SOURCE MATERIAL:
****************
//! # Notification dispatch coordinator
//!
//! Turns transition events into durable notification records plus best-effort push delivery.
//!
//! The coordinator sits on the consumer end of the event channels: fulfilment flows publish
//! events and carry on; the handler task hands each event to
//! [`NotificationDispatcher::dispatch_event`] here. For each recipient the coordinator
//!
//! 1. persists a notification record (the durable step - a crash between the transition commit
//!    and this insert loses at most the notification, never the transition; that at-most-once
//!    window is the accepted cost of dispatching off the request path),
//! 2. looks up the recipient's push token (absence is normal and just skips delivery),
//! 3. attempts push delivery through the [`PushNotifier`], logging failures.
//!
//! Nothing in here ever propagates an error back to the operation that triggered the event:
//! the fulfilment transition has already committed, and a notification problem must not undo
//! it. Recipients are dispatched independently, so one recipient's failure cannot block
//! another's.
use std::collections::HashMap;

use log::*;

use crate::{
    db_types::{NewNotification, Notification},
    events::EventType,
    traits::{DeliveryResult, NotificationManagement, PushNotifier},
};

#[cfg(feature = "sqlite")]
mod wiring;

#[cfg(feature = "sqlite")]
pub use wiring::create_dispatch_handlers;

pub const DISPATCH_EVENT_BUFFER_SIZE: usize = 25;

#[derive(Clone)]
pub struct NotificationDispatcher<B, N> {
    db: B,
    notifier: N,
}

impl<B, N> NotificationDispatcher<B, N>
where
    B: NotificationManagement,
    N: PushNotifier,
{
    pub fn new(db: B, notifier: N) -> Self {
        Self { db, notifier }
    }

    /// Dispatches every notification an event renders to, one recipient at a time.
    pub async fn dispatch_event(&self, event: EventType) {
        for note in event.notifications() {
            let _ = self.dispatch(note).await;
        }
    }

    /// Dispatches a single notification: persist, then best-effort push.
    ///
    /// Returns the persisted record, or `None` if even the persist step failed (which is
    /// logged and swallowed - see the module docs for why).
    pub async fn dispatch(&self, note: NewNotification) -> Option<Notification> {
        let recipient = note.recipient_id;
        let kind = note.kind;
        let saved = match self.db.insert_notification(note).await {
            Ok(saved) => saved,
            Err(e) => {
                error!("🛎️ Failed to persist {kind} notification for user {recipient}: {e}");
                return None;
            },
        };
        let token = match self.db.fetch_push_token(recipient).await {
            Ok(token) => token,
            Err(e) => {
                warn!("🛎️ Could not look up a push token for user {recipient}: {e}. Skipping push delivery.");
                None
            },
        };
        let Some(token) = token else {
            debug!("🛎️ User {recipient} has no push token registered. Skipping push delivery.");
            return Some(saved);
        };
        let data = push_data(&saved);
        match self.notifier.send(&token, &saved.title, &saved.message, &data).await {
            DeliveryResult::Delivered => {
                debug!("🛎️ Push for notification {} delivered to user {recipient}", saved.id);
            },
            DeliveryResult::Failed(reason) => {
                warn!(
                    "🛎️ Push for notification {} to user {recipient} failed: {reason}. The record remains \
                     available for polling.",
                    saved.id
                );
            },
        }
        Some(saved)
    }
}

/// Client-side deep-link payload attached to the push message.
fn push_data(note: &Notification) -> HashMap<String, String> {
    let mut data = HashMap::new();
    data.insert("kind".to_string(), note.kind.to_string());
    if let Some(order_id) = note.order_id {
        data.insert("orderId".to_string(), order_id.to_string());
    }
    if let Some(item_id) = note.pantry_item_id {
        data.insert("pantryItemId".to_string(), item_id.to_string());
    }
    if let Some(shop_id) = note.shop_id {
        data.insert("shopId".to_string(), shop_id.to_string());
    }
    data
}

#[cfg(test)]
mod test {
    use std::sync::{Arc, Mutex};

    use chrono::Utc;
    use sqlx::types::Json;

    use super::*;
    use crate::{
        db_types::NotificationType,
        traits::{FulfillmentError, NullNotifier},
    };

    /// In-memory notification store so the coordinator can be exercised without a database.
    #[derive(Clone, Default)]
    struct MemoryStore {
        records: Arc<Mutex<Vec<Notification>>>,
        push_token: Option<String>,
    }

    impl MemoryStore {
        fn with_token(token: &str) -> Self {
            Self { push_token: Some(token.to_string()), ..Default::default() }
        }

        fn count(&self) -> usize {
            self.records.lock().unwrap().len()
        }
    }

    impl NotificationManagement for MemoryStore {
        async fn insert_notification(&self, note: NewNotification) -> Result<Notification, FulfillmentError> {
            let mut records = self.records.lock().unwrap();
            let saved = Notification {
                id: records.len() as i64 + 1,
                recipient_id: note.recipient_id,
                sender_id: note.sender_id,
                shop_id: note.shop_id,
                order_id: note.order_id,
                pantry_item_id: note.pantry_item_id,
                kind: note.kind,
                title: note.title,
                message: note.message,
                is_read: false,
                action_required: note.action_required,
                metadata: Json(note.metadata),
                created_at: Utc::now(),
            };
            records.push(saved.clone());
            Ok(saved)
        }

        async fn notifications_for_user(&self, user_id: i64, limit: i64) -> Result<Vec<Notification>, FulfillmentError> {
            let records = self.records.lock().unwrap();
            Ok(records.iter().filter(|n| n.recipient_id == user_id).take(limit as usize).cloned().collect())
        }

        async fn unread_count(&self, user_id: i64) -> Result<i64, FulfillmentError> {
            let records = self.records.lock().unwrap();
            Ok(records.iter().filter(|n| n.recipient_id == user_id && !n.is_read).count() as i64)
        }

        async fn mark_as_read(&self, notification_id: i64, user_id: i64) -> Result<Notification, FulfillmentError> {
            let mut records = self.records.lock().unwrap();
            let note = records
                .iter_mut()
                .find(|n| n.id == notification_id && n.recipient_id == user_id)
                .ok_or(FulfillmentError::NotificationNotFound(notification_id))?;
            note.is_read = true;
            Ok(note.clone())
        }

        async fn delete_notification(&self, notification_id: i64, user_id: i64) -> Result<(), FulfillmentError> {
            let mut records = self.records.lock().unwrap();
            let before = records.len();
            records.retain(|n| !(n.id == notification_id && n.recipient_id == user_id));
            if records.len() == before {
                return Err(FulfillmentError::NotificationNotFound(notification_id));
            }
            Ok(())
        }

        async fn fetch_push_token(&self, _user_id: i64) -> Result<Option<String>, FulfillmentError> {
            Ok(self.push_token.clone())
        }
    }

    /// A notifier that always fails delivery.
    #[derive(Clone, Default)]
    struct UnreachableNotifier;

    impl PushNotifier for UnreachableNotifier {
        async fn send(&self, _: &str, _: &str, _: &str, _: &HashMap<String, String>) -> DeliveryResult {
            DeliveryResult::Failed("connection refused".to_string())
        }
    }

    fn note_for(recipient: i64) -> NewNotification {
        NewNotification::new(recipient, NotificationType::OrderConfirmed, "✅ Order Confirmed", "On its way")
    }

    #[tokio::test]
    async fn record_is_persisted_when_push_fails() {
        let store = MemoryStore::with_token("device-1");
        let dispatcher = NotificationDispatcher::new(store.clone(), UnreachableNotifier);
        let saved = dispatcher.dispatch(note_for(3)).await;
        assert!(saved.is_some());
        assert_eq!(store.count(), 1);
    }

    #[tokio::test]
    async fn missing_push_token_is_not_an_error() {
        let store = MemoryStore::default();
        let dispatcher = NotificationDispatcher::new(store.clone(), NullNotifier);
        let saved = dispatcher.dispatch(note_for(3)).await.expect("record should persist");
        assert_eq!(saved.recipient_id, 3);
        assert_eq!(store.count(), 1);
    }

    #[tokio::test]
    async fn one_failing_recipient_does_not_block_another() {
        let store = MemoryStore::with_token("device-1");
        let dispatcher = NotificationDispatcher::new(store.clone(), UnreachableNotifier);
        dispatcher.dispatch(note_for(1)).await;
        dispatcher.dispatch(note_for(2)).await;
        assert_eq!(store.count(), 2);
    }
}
****************
PROBLEM REQUIREMENTS: Look through the entries above and copy each line that has "EventType" in it.

SOLUTION FOR THIS EXERCISE:
    events::EventType,
    pub async fn dispatch_event(&self, event: EventType) {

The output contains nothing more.